- **The task**: Every line in the entries that holds "message" should be identified and copied.

Records to use START

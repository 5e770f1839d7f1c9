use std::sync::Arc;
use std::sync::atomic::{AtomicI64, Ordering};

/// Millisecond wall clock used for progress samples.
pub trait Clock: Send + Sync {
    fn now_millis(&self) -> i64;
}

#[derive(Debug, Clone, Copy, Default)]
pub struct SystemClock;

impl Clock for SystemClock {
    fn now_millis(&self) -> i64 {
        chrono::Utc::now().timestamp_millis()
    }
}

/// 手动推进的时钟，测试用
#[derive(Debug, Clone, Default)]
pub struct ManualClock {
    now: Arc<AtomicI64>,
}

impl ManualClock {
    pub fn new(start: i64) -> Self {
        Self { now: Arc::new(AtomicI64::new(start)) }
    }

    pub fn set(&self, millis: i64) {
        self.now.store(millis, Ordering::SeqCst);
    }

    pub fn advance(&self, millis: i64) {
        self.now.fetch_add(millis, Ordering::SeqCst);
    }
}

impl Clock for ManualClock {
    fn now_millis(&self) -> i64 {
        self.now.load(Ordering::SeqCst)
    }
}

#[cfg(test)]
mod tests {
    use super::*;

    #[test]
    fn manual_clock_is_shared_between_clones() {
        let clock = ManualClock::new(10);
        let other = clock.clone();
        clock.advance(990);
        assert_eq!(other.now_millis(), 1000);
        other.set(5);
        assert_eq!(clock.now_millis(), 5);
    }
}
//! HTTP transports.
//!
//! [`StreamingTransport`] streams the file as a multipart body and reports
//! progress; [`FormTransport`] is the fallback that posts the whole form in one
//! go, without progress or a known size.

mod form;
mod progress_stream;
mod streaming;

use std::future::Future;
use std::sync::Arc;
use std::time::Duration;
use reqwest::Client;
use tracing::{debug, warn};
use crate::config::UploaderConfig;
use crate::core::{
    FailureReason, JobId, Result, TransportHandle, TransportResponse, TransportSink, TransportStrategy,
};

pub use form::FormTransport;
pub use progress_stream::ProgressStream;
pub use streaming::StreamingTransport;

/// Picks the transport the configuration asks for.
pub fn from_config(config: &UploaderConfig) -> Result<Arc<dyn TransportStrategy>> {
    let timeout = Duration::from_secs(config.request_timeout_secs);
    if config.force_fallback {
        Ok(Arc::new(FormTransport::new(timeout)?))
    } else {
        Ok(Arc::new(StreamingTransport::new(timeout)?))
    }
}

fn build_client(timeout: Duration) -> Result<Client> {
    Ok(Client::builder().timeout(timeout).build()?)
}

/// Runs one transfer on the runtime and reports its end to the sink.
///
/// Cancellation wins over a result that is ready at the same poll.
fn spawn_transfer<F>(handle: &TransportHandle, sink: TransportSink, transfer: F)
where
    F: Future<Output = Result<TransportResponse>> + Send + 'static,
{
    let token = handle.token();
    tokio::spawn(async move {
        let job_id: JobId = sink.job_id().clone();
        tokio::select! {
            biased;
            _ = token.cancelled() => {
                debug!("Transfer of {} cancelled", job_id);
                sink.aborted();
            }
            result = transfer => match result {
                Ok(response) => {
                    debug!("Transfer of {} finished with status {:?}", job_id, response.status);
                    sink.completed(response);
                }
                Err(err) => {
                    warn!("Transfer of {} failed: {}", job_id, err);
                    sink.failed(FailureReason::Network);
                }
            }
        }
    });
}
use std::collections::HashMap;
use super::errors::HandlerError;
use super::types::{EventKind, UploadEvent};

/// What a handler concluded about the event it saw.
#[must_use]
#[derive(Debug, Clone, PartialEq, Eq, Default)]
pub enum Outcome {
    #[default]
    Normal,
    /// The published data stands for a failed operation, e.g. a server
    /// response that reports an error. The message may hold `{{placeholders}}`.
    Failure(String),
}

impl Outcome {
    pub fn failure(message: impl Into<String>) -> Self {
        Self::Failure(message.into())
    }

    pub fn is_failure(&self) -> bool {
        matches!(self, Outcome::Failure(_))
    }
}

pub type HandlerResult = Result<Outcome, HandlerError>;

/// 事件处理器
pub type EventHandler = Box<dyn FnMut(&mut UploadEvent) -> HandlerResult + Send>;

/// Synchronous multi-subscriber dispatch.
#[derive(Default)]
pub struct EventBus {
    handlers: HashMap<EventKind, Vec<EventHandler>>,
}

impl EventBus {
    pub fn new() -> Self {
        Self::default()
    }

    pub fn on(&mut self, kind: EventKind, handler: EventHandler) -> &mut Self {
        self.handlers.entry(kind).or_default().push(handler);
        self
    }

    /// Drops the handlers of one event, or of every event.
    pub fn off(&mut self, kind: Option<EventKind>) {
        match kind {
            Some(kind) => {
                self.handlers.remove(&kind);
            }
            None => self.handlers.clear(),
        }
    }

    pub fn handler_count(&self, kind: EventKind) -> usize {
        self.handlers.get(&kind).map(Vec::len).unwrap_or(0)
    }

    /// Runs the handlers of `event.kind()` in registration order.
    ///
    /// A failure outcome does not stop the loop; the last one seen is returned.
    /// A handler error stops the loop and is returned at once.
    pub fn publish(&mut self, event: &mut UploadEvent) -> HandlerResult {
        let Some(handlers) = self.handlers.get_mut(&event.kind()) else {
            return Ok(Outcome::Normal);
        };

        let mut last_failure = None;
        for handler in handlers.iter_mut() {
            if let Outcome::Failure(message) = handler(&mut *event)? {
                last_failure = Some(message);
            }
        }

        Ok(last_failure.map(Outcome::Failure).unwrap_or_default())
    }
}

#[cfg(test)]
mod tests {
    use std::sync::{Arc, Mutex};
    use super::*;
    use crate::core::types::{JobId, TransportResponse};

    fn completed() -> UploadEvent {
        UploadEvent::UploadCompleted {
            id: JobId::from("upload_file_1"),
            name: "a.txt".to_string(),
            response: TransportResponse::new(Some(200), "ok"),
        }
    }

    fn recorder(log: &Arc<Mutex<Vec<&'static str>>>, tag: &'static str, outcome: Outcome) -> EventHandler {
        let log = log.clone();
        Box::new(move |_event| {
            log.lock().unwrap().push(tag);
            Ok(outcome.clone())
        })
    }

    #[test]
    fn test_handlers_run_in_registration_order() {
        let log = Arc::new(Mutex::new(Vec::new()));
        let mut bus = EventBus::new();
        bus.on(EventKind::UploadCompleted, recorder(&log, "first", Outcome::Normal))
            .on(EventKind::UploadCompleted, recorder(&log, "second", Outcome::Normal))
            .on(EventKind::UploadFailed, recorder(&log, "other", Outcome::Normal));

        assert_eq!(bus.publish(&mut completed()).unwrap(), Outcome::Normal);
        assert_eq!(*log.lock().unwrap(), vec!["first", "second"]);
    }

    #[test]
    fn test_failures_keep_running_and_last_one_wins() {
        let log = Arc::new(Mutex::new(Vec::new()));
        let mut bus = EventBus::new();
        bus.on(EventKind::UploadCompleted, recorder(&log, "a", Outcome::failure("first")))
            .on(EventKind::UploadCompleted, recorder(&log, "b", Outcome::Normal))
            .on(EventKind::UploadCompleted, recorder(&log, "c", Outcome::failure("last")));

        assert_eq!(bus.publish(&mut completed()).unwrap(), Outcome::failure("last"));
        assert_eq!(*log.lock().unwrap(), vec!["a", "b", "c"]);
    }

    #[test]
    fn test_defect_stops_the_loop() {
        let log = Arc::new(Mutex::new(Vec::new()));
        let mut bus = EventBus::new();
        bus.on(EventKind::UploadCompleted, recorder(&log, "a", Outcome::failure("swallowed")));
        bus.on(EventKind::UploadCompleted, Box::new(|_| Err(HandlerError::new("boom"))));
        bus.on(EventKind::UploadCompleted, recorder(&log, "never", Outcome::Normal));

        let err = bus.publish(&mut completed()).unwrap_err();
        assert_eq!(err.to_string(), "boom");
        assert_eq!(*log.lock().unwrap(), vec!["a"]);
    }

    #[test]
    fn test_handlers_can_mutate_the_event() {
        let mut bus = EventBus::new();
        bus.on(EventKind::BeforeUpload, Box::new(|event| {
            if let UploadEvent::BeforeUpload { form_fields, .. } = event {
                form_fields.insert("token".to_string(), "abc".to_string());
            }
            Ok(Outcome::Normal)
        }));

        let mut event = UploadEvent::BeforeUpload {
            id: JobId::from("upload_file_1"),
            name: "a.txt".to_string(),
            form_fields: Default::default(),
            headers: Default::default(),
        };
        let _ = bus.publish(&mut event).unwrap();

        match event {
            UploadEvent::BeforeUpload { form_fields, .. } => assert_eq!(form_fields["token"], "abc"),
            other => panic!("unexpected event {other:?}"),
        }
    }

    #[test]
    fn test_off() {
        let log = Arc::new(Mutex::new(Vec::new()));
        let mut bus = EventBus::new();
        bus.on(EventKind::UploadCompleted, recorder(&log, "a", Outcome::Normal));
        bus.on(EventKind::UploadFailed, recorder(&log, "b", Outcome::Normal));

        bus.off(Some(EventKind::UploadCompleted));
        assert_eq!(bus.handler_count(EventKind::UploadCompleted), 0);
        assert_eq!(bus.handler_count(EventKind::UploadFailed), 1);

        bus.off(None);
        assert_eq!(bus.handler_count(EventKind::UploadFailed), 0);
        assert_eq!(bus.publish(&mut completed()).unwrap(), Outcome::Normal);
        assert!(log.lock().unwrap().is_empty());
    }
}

Records to use END

- **Result of the task**:
    /// response that reports an error. The message may hold `{{placeholders}}`.
    pub fn failure(message: impl Into<String>) -> Self {
        Self::Failure(message.into())
            if let Outcome::Failure(message) = handler(&mut *event)? {
                last_failure = Some(message);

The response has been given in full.